"Let me post my colours to the mast instantly when I say I believe that immigration to our country is healthy and wealthy for the British citizen, apart from being humane, especially when the newcomer and their family come from war-torn countries in search of a better life. However, the mere size of our island dictates that it is only sensible to both the immigrant and the native to our shores that such immigration is controlled and managed by the British Government.
When I was a young Probation Officer in my first few years of service, it was customary and a vital part of our training that we have a periodical placement with other agencies in order to familiarise oneself with the manner of their work and the difficulties that crossed agency lines of differing responsibilities. Hence, we would usually spend two weeks to one month attached to the Prisons, the Police, the Social Services Department and also to Psychiatrists or Psychologists.
One evening whilst accompanying a police control car on its rounds, an emergency call was made to attend a domestic row which had become too serious for a next-door neighbour not to phone for police intervention before serious violence was caused to one of the rowing parties. When we arrived at the scene, we could hear the man screaming at his female partner inside the house and then a window crashed with an object having broken it. The shouting and screaming suddenly stopped as a woman opened the front door. Her head was bleeding profusely; presumably from a physical assault, as she indicated to the two police patrol officers that her cohabitee was running across the fields at the back of their house wielding a hammer that he had hit her on the skull with. 'He ...he tried to kill me!' the woman told the police officers, adding, 'Two minutes later and I'd have been dead!'
As the assailant ran away across the fields armed with a hammer which he'd already shown he was not afraid to use, I expected at least one of the police officers to give chase, catch the culprit and make an arrest. They simply made a decision to let him escape as they called an ambulance for the injured woman. When I later asked the officers why one didn't give immediate pursuit, the most senior officer replied, 'Too dangerous for both us, him and the woman he assaulted!' He then explained that the man was known to the police and had a string of violent offences, many against the same woman who had cohabited with him for over six years. I was told that for the police to confront him at the height of his anger was highly dangerous as they could not estimate the degree of violence he would respond with once surrounded. The police officer also told me they were regularly called out to the same house after domestic violence had broken out and every time they arrested the man, his cohabitee invariably refused to give evidence against him to the sentencing court at the eleventh hour. She was so fearful that he would kill her if she testified against him that she always took him back.
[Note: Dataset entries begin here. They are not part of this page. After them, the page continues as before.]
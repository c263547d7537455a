//! Background generation and validation orchestration.
//!
//! The coordinator drives the two asynchronous lifecycle phases without
//! blocking the caller. Each request reserves the atom inline (so the caller
//! sees `Conflict`/`NotFound` immediately and observers see the `Busy`
//! transition instantly), then resolves in a spawned task whose handle the
//! caller may await or drop.
//!
//! ## Failure semantics
//!
//! A generator or validator failure, crash included, is absorbed and
//! converted into a defined transition: generation reverts to `Hollow`,
//! validation returns to `Claimed`. The underlying error is logged; a
//! completed task never leaves its atom in `Busy`.

use std::path::PathBuf;
use std::sync::Arc;

use async_trait::async_trait;
use chrono::Utc;
use tokio::task::JoinHandle;

use crate::atoms::{AtomStore, AtomStoreError};
use crate::store::RecordStore;
use crate::types::{AtomRecord, AtomStatus, Portal};

/// Error from an external collaborator (generator, validator, materializer).
#[derive(Debug, thiserror::Error)]
pub enum CollaboratorError {
    /// The collaborator ran and reported failure.
    #[error("Collaborator failed: {0}")]
    Failed(String),
    /// The collaborator could not be executed.
    #[error("Collaborator I/O error: {0}")]
    Io(#[from] std::io::Error),
}

/// Error type for coordinator operations.
#[derive(Debug, thiserror::Error)]
pub enum WitnessError {
    /// Reservation or state-machine error, surfaced directly to the caller.
    #[error(transparent)]
    Atom(#[from] AtomStoreError),
    /// Collaborator failure. Absorbed by the background task, never surfaced
    /// as a fatal error.
    #[error(transparent)]
    Collaborator(#[from] CollaboratorError),
    /// Backing store failure.
    #[error("Store error: {0}")]
    Store(String),
}

/// Everything the generation collaborator gets to see.
#[derive(Debug, Clone)]
pub struct GenerationRequest {
    /// Atom being generated.
    pub atom_id: String,
    /// The atom's current content, used as the generation intent.
    pub intent: String,
    /// The atom's domain tag.
    pub domain: String,
    /// Read-only external references attached to the atom.
    pub portals: Vec<Portal>,
    /// Atom ids connected by a thread in either direction.
    pub neighbors: Vec<String>,
}

impl GenerationRequest {
    /// Render the portal/neighbor/intent context as prompt text.
    pub fn render_context(&self) -> String {
        let mut out = format!("=== GENERATION CONTEXT for {} ===\n", self.atom_id);

        if !self.portals.is_empty() {
            out.push_str("\n--- PORTALS ---\n");
            for portal in &self.portals {
                let description = portal.description.as_deref().unwrap_or("no description");
                out.push_str(&format!("- Path: {} ({})\n", portal.path, description));
            }
        }

        if !self.neighbors.is_empty() {
            out.push_str("\n--- THREAD NEIGHBORS ---\n");
            for neighbor in &self.neighbors {
                out.push_str(&format!("- Neighbor: {neighbor}\n"));
            }
        }

        out.push_str(&format!("\n--- INTENT ---\n{}\n", self.intent));
        out
    }
}

/// Collaborator producing replacement content for a `Hollow` atom.
///
/// Internals are opaque to the kernel; typically a text-generation call.
#[async_trait]
pub trait Generator: Send + Sync {
    /// Produce replacement content for the request, or fail.
    async fn generate(&self, request: &GenerationRequest) -> Result<String, CollaboratorError>;
}

/// Validation result reported by a domain witness.
#[derive(Debug, Clone, PartialEq, Eq)]
pub enum Verdict {
    /// Validation passed.
    Pass,
    /// Validation failed, with diagnostic text.
    Fail(String),
}

impl Verdict {
    /// Whether this verdict endorses the atom.
    pub fn is_pass(&self) -> bool {
        matches!(self, Self::Pass)
    }
}

/// Collaborator applying a domain-specific pass/fail check to an atom.
#[async_trait]
pub trait DomainWitness: Send + Sync {
    /// Examine the atom and return a verdict.
    async fn examine(&self, atom: &AtomRecord) -> Result<Verdict, CollaboratorError>;
}

/// Configuration for the process-spawning witness.
///
/// All settings can be configured via environment variables:
/// - `WITNESS_BIN_DIR`: directory holding `witness-{domain}` executables
///   (default: `.sentinel/bin`)
/// - `SENTINEL_DB`: passed through to spawned witnesses when set
#[derive(Debug, Clone)]
pub struct WitnessConfig {
    /// Directory holding one `witness-{domain}` executable per domain.
    pub bin_dir: PathBuf,
    /// Extra environment passed to every spawned witness.
    pub env: Vec<(String, String)>,
}

impl WitnessConfig {
    /// Load configuration from environment variables with defaults.
    pub fn from_env() -> Self {
        let bin_dir = std::env::var("WITNESS_BIN_DIR")
            .unwrap_or_else(|_| ".sentinel/bin".to_string())
            .into();
        let mut env = Vec::new();
        if let Ok(db) = std::env::var("SENTINEL_DB") {
            env.push(("SENTINEL_DB".to_string(), db));
        }
        Self { bin_dir, env }
    }
}

impl Default for WitnessConfig {
    fn default() -> Self {
        Self::from_env()
    }
}

/// Witness that spawns a black-box executable per domain.
///
/// Runs `{bin_dir}/witness-{domain}` with the atom id as its argument.
/// Exit code 0 is a pass, anything else fails with the captured stderr.
/// An unrecognized domain falls back to `witness-generic`, and with no
/// generic witness installed either, to a no-op pass.
#[derive(Debug, Clone)]
pub struct ProcessWitness {
    config: WitnessConfig,
}

impl ProcessWitness {
    /// Create a witness with the given configuration.
    pub fn new(config: WitnessConfig) -> Self {
        Self { config }
    }

    fn script_path(&self, domain: &str) -> PathBuf {
        self.config
            .bin_dir
            .join(format!("witness-{}", domain.to_lowercase()))
    }

    fn resolve_script(&self, domain: &str) -> Option<PathBuf> {
        let script = self.script_path(domain);
        if script.exists() {
            return Some(script);
        }
        let generic = self.script_path(crate::GENERIC_DOMAIN);
        generic.exists().then_some(generic)
    }
}

#[async_trait]
impl DomainWitness for ProcessWitness {
    async fn examine(&self, atom: &AtomRecord) -> Result<Verdict, CollaboratorError> {
        let script = match self.resolve_script(&atom.domain) {
            Some(script) => script,
            None => {
                tracing::debug!(atom_id = %atom.id, domain = %atom.domain, "No witness for domain, passing");
                return Ok(Verdict::Pass);
            }
        };

        let output = tokio::process::Command::new(&script)
            .arg(&atom.id)
            .envs(self.config.env.iter().cloned())
            .output()
            .await?;

        if output.status.success() {
            Ok(Verdict::Pass)
        } else {
            Ok(Verdict::Fail(
                String::from_utf8_lossy(&output.stderr).into_owned(),
            ))
        }
    }
}

/// Resolution of a background generation task.
#[derive(Debug, Clone, Copy, PartialEq, Eq)]
pub enum GenerationOutcome {
    /// New content was written; the atom is `Claimed`.
    Generated,
    /// The collaborator failed; the atom is back in `Hollow`.
    Reverted,
}

/// Resolution of a background validation task.
#[derive(Debug, Clone, Copy, PartialEq, Eq)]
pub enum ValidationOutcome {
    /// The witness passed; the atom is `Endorsed`.
    Endorsed,
    /// The witness failed or crashed; the atom is back in `Claimed`.
    Rejected,
}

/// Orchestrates background generation and validation runs.
pub struct WitnessCoordinator<S> {
    atoms: Arc<AtomStore<S>>,
    store: Arc<S>,
    generator: Arc<dyn Generator>,
    witness: Arc<dyn DomainWitness>,
}

impl<S: RecordStore + 'static> WitnessCoordinator<S> {
    /// Create a coordinator over the given store and collaborators.
    pub fn new(
        atoms: Arc<AtomStore<S>>,
        store: Arc<S>,
        generator: Arc<dyn Generator>,
        witness: Arc<dyn DomainWitness>,
    ) -> Self {
        Self {
            atoms,
            store,
            generator,
            witness,
        }
    }

    /// Reserve a `Hollow` atom and generate its content in the background.
    ///
    /// Returns once the reservation is held; the returned handle resolves
    /// when the background phase has released the atom.
    pub async fn request_generation(
        &self,
        id: &str,
    ) -> Result<JoinHandle<GenerationOutcome>, WitnessError> {
        self.atoms.reserve(id, AtomStatus::Hollow).await?;

        let atoms = Arc::clone(&self.atoms);
        let store = Arc::clone(&self.store);
        let generator = Arc::clone(&self.generator);
        let id = id.to_string();
        Ok(tokio::spawn(async move {
            run_generation(atoms, store, generator, id).await
        }))
    }

    /// Reserve a `Claimed` atom and validate it in the background.
    ///
    /// Returns once the reservation is held; the returned handle resolves
    /// when the background phase has released the atom.
    pub async fn request_validation(
        &self,
        id: &str,
    ) -> Result<JoinHandle<ValidationOutcome>, WitnessError> {
        self.atoms.reserve(id, AtomStatus::Claimed).await?;

        let atoms = Arc::clone(&self.atoms);
        let store = Arc::clone(&self.store);
        let witness = Arc::clone(&self.witness);
        let id = id.to_string();
        Ok(tokio::spawn(async move {
            run_validation(atoms, store, witness, id).await
        }))
    }
}

async fn run_generation<S: RecordStore>(
    atoms: Arc<AtomStore<S>>,
    store: Arc<S>,
    generator: Arc<dyn Generator>,
    id: String,
) -> GenerationOutcome {
    match try_generate(&atoms, &store, &*generator, &id).await {
        Ok(()) => {
            tracing::info!(atom_id = %id, "Generation completed");
            GenerationOutcome::Generated
        }
        Err(e) => {
            tracing::warn!(atom_id = %id, error = %e, "Generation failed, reverting to hollow");
            if let Err(release_err) = atoms.release(&id, AtomStatus::Hollow).await {
                tracing::error!(atom_id = %id, error = %release_err, "Failed to revert reservation");
            }
            GenerationOutcome::Reverted
        }
    }
}

async fn try_generate<S: RecordStore>(
    atoms: &AtomStore<S>,
    store: &S,
    generator: &dyn Generator,
    id: &str,
) -> Result<(), WitnessError> {
    let atom = atoms.get(id).await?;
    let portals = store
        .list_portals(id)
        .await
        .map_err(|e| WitnessError::Store(e.to_string()))?;
    let neighbors = store
        .neighbors(id)
        .await
        .map_err(|e| WitnessError::Store(e.to_string()))?;

    let request = GenerationRequest {
        atom_id: id.to_string(),
        intent: atom.content,
        domain: atom.domain.clone(),
        portals,
        neighbors,
    };

    let content = generator.generate(&request).await?;
    atoms.create(id, Some(&content), &atom.domain).await?;
    atoms.release(id, AtomStatus::Claimed).await?;
    Ok(())
}

async fn run_validation<S: RecordStore>(
    atoms: Arc<AtomStore<S>>,
    store: Arc<S>,
    witness: Arc<dyn DomainWitness>,
    id: String,
) -> ValidationOutcome {
    let verdict = match atoms.get(&id).await {
        Ok(atom) => witness.examine(&atom).await,
        Err(e) => Err(CollaboratorError::Failed(e.to_string())),
    };

    // Every attempt counts, pass or fail.
    if let Err(e) = store.set_last_validated(&id, Utc::now()).await {
        tracing::warn!(atom_id = %id, error = %e, "Failed to record validation timestamp");
    }

    let next = match &verdict {
        Ok(Verdict::Pass) => AtomStatus::Endorsed,
        Ok(Verdict::Fail(reason)) => {
            tracing::info!(atom_id = %id, reason = %reason, "Witness rejected atom");
            AtomStatus::Claimed
        }
        Err(e) => {
            tracing::warn!(atom_id = %id, error = %e, "Witness failed to execute");
            AtomStatus::Claimed
        }
    };

    if let Err(e) = atoms.release(&id, next).await {
        tracing::error!(atom_id = %id, error = %e, "Failed to release validation reservation");
    }

    if next == AtomStatus::Endorsed {
        tracing::info!(atom_id = %id, "Atom endorsed");
        ValidationOutcome::Endorsed
    } else {
        ValidationOutcome::Rejected
    }
}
Before that night's shift had ended, during our canteen break the officer explained by saying, 'We didn't want to escalate the risk of further violence by giving chase and pursuing an arrest. Our police training informs us that the actions of any frightened person who is backed into a corner are wholly unpredictable and highly dangerous. The first thing they will do is to try to escape, but if you chase them, there's no telling what they will do! That's why hunters never chase a wounded beast.'
During recent years as masses of immigrants have risked life and limb to escape hostile situations, crossing seas in overcrowded boats unworthy for the passage, and often drowning in their attempt to reach the shores of greater freedom, the overall situation of global mass migration has worried me enormously. I don't profess to know the answer as to how our country should respond, I cannot condemn any migrant who feels trapped not to try and escape the negative consequences of their situation. Were I ever to find myself and family in a similar situation, I would do everything and anything to improve the lot of myself and family.
To see any creature who is trapped and removed from the benefit of their natural resources is to see a creature who is prepared to jump through any gap that offers instant freedom. Think not too unkindly upon those who choose to migrate to greener pastures when their land grows barren and denies access to only the strong, the most powerful and the wealthy, for it is a most natural part of any parent to seek improvement for their offspring where it can be found." William Forde: October 3rd, 2018.